Monday was therapy day, and a long one. As much as I’d like to write it down clearly, I can’t. Because it’s not clearly in my mind. My talk with Betty was good but hell. I tried to tell her about the trigger (from january 3rd) but I couldn’t really describe it and I started crying. Like a fucking baby. Shit came out of my nose I think, I just couldn’t control myself. I couldn’t breathe properly. Brenda kept screaming in my head for safety in her own way.
Betty kept asking me ‘what can I do for you?’
All I could think of was; take care of me, help me get through this. Help me stay save. Help me through the evening and night. HELP. Get Abraham here. Ofcourse I couldn’t say any of these things, well I could, but she can’t do any of those things so instead I said ‘I dont know/nothing’. I couldn’t even look at her, I kept looking down at my lap and just hoping, wishing, wanting to disappear.
I kept on crying. We went for a walk outside which seemed to calm me down. I stopped crying and started talking about bullshit just to get my head out of the loneliness feeling (I do remember myself crying because I felt this huge agonising pain because of the thought of the upcoming evening + night + day and the loneliness that comes with). But just as we got back in (my mum and sister were already sitting in the waiting room), I started crying again.

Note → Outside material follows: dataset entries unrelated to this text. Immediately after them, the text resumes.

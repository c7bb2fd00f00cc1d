use actix_web::{web, HttpResponse};
use serde::Deserialize;
use serde_json::json;
use uuid::Uuid;

use crate::auth::Identity;
use crate::decisions::SaveDecisionRequest;
use crate::{AppState, Result};

pub async fn save_decision(
    state: web::Data<AppState>,
    identity: Identity,
    req: web::Json<SaveDecisionRequest>,
) -> Result<HttpResponse> {
    let decision = state.decisions.save(&identity, req.into_inner()).await?;
    Ok(HttpResponse::Ok().json(json!({
        "success": true,
        "decisionId": decision.id,
    })))
}

pub async fn list_decisions(state: web::Data<AppState>, identity: Identity) -> Result<HttpResponse> {
    let decisions = state.decisions.list(&identity).await?;
    Ok(HttpResponse::Ok().json(json!({ "decisions": decisions })))
}

pub async fn get_decision(
    state: web::Data<AppState>,
    identity: Identity,
    id: web::Path<Uuid>,
) -> Result<HttpResponse> {
    let decision = state.decisions.get(&identity, id.into_inner()).await?;
    Ok(HttpResponse::Ok().json(decision))
}

pub async fn delete_decision(
    state: web::Data<AppState>,
    identity: Identity,
    id: web::Path<Uuid>,
) -> Result<HttpResponse> {
    state.decisions.delete(&identity, id.into_inner()).await?;
    Ok(HttpResponse::Ok().json(json!({ "success": true })))
}

#[derive(Debug, Deserialize)]
pub struct CheckInRequest {
    #[serde(default)]
    pub reflection: String,
    pub status: Option<String>,
}

pub async fn check_in(
    state: web::Data<AppState>,
    identity: Identity,
    id: web::Path<Uuid>,
    req: web::Json<CheckInRequest>,
) -> Result<HttpResponse> {
    let check_in = state
        .check_ins
        .submit_check_in(&identity, id.into_inner(), &req.reflection, req.status.as_deref())
        .await?;
    Ok(HttpResponse::Ok().json(json!({
        "success": true,
        "checkIn": check_in,
    })))
}
use std::sync::Arc;
use std::time::Duration;

use async_trait::async_trait;
use reqwest::StatusCode;
use serde::de::DeserializeOwned;
use serde::{Deserialize, Serialize};
use url::Url;
use uuid::Uuid;

use super::{BackendError, FlowBackend};
use crate::auth::Identity;
use crate::decisions::{DecisionService, SaveDecisionRequest};
use crate::error::AppError;
use crate::generation::{DualPathSimulation, FlashcardSet, GenerationGateway, Question, QuestionAnswer};

/// Calls the services directly, for embedding the flow in-process.
pub struct LocalBackend {
    gateway: Arc<GenerationGateway>,
    decisions: Arc<DecisionService>,
    identity: Option<Identity>,
}

impl LocalBackend {
    pub fn new(gateway: Arc<GenerationGateway>, decisions: Arc<DecisionService>, identity: Option<Identity>) -> Self {
        Self {
            gateway,
            decisions,
            identity,
        }
    }
}

#[async_trait]
impl FlowBackend for LocalBackend {
    fn is_authenticated(&self) -> bool {
        self.identity.is_some()
    }

    async fn questions(&self, decision: &str) -> Result<Vec<Question>, BackendError> {
        Ok(self.gateway.questions(decision).await?)
    }

    async fn simulate(&self, decision: &str, answers: &[QuestionAnswer]) -> Result<DualPathSimulation, BackendError> {
        Ok(self.gateway.simulate(decision, answers).await?)
    }

    async fn flashcards(
        &self,
        decision: &str,
        answers: &[QuestionAnswer],
        simulations: &DualPathSimulation,
    ) -> Result<FlashcardSet, BackendError> {
        Ok(self.gateway.flashcards(decision, answers, simulations).await?)
    }

    async fn save(&self, request: SaveDecisionRequest) -> Result<Uuid, BackendError> {
        let identity = self.identity.as_ref().ok_or(BackendError::Unauthenticated)?;
        let decision = self.decisions.save(identity, request).await?;
        Ok(decision.id)
    }
}

/// Talks to a running server's REST surface.
pub struct HttpBackend {
    client: reqwest::Client,
    base_url: Url,
    token: Option<String>,
}

#[derive(Deserialize)]
struct QuestionsResponse {
    questions: Vec<Question>,
}

#[derive(Deserialize)]
#[serde(rename_all = "camelCase")]
struct SaveResponse {
    decision_id: Uuid,
}

#[derive(Deserialize, Default)]
#[serde(rename_all = "camelCase")]
struct ErrorBody {
    error: Option<String>,
    message: Option<String>,
    limit_type: Option<String>,
}

#[derive(Serialize)]
struct DecisionBody<'a> {
    decision: &'a str,
    #[serde(skip_serializing_if = "Option::is_none")]
    answers: Option<&'a [QuestionAnswer]>,
    #[serde(skip_serializing_if = "Option::is_none")]
    simulations: Option<&'a DualPathSimulation>,
}

impl HttpBackend {
    pub fn new(base_url: &str, token: Option<String>, timeout: Duration) -> crate::Result<Self> {
        let base_url =
            Url::parse(base_url).map_err(|e| AppError::ConfigError(format!("invalid server url: {}", e)))?;
        let client = reqwest::Client::builder()
            .timeout(timeout)
            .build()
            .map_err(|e| AppError::InternalError(format!("failed to build HTTP client: {}", e)))?;

        Ok(Self {
            client,
            base_url,
            token,
        })
    }

    async fn post<B: Serialize + ?Sized, T: DeserializeOwned>(&self, path: &str, body: &B) -> Result<T, BackendError> {
        let url = self
            .base_url
            .join(path)
            .map_err(|e| BackendError::Transport(e.to_string()))?;

        let mut request = self.client.post(url).json(body);
        if let Some(token) = &self.token {
            request = request.bearer_auth(token);
        }

        let response = request.send().await.map_err(|e| {
            if e.is_timeout() {
                BackendError::Transport("the server took too long to respond".into())
            } else {
                BackendError::Transport(e.to_string())
            }
        })?;

        let status = response.status();
        if status.is_success() {
            return response
                .json()
                .await
                .map_err(|e| BackendError::Transport(format!("unreadable response: {}", e)));
        }

        let body: ErrorBody = response.json().await.unwrap_or_default();
        Err(match status {
            StatusCode::UNAUTHORIZED => BackendError::Unauthenticated,
            StatusCode::TOO_MANY_REQUESTS => BackendError::RateLimited {
                limit_type: body.limit_type,
                message: body
                    .message
                    .or(body.error)
                    .unwrap_or_else(|| "Rate limit exceeded".into()),
            },
            other => BackendError::Rejected {
                status: other.as_u16(),
                message: body.error.unwrap_or_else(|| format!("Request failed with HTTP {}", other.as_u16())),
            },
        })
    }
}

#[async_trait]
impl FlowBackend for HttpBackend {
    fn is_authenticated(&self) -> bool {
        self.token.is_some()
    }

    async fn questions(&self, decision: &str) -> Result<Vec<Question>, BackendError> {
        let body = DecisionBody {
            decision,
            answers: None,
            simulations: None,
        };
        let response: QuestionsResponse = self.post("api/questions", &body).await?;
        Ok(response.questions)
    }

    async fn simulate(&self, decision: &str, answers: &[QuestionAnswer]) -> Result<DualPathSimulation, BackendError> {
        let body = DecisionBody {
            decision,
            answers: Some(answers),
            simulations: None,
        };
        self.post("api/simulate-paths", &body).await
    }

    async fn flashcards(
        &self,
        decision: &str,
        answers: &[QuestionAnswer],
        simulations: &DualPathSimulation,
    ) -> Result<FlashcardSet, BackendError> {
        let body = DecisionBody {
            decision,
            answers: Some(answers),
            simulations: Some(simulations),
        };
        self.post("api/flashcards", &body).await
    }

    async fn save(&self, request: SaveDecisionRequest) -> Result<Uuid, BackendError> {
        if self.token.is_none() {
            return Err(BackendError::Unauthenticated);
        }
        let response: SaveResponse = self.post("api/save-decision", &request).await?;
        Ok(response.decision_id)
    }
}
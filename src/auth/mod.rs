//! Authentication for the decision API.
//!
//! Sessions are owned by an external identity provider; this module only
//! verifies the bearer token it issues and exposes the caller as an
//! [`Identity`] extractor.

mod identity;
mod service;

pub use identity::{Identity, SESSION_COOKIE};
pub use service::{AuthService, Claims};
mod common;

use actix_web::{test, App};
use afterward_server::api;
use serde_json::{json, Value};

#[actix_web::test]
async fn test_offline_questions_for_bakery_decision() {
    let app = test::init_service(App::new().app_data(common::state()).configure(api::configure)).await;

    let resp = test::TestRequest::post()
        .uri("/api/questions")
        .set_json(json!({ "decision": common::DECISION }))
        .send_request(&app)
        .await;
    assert_eq!(resp.status(), 200);

    let body: Value = test::read_body_json(resp).await;
    let questions = body["questions"].as_array().unwrap();
    assert_eq!(questions.len(), 4);
    assert_eq!(questions[3]["question"], "What would you regret more in 10 years?");
    assert_eq!(questions[3]["type"], "multiple_choice");
    assert!(questions[3]["options"].as_array().unwrap().len() >= 4);
}

#[actix_web::test]
async fn test_offline_artifacts_are_deterministic() {
    let app = test::init_service(App::new().app_data(common::state()).configure(api::configure)).await;
    let request = json!({ "decision": common::DECISION, "answers": [] });

    let mut bodies = Vec::new();
    for _ in 0..2 {
        let resp = test::TestRequest::post()
            .uri("/api/simulate-paths")
            .set_json(&request)
            .send_request(&app)
            .await;
        assert_eq!(resp.status(), 200);
        bodies.push(test::read_body_json::<Value, _>(resp).await);
    }
    assert_eq!(bodies[0], bodies[1]);
    assert_eq!(bodies[0]["pathA"]["pathType"], "go");
    assert_eq!(bodies[0]["pathB"]["pathType"], "stay");
    assert!(bodies[0]["pathA"]["phases"].as_array().unwrap().len() >= 3);

    let resp = test::TestRequest::post()
        .uri("/api/flashcards")
        .set_json(json!({
            "decision": common::DECISION,
            "answers": [],
            "simulations": bodies[0],
        }))
        .send_request(&app)
        .await;
    assert_eq!(resp.status(), 200);
    let set: Value = test::read_body_json(resp).await;
    assert!(set["goFlashcards"].as_array().unwrap().len() >= 4);
    assert!(set["stayFlashcards"].as_array().unwrap().len() >= 4);
}

#[actix_web::test]
async fn test_decision_length_is_validated() {
    let app = test::init_service(App::new().app_data(common::state()).configure(api::configure)).await;

    for decision in ["quit".to_string(), "x".repeat(501)] {
        let resp = test::TestRequest::post()
            .uri("/api/questions")
            .set_json(json!({ "decision": decision }))
            .send_request(&app)
            .await;
        assert_eq!(resp.status(), 400);
        let body: Value = test::read_body_json(resp).await;
        assert!(body["error"].as_str().unwrap().contains("between 5 and 500"));
    }
}

#[actix_web::test]
async fn test_malformed_body_is_bad_request() {
    let app = test::init_service(App::new().app_data(common::state()).configure(api::configure)).await;

    let resp = test::TestRequest::post()
        .uri("/api/questions")
        .insert_header(("Content-Type", "application/json"))
        .set_payload("{\"decision\":")
        .send_request(&app)
        .await;
    assert_eq!(resp.status(), 400);
}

Betty asked if I wanted to go into her office again but I said no. What’s the point?
Then I had the family talk with my mum + sister + me and the therapist. But a lot of crying there as well. I was totally broken, torn and just done. At some point I just knew, I have to do something because I will lose it. In the middle of the whole talk I just took my crisis medication.
It numb-ed me out. And eventually when I got home, knocked me out into a sleep.
Today Polly came over and I could see she got shocked because of how I looked. My eyes were beyond swollen. Of course still in my pyjama’s. She came in, asked how I was doing and I started crying again. To sum it up, I’m going to ask for a short stay in the open unit (1 or maybe 2 nights), just to get some rest. Tried to call the psychiatrist for some medication for tonight but he’s on a ‘team day’ today?! Just my luck!
I called Brandon because I want to ask him tomorrow for that stay in the open unit (I called him at 1 pm and was told that he would call me back). At some point it was 4.50 pm and I hadn’t got a call back. Beyond frustrated of course (had called twice in the mean time). I called again and finally got to speak to him, of course my mind is now beyond suspicious and all theories about how he didn’t want to talk to me or how they’re talking about me behind my back and maybe trying to ship me off to a clinic.
Anyway, I can see him at 8.45 tomorrow morning.
But now, I need to survive this evening and night. By even the thought of that, I start crying. So I’m just gonna have to take it one minute at the time.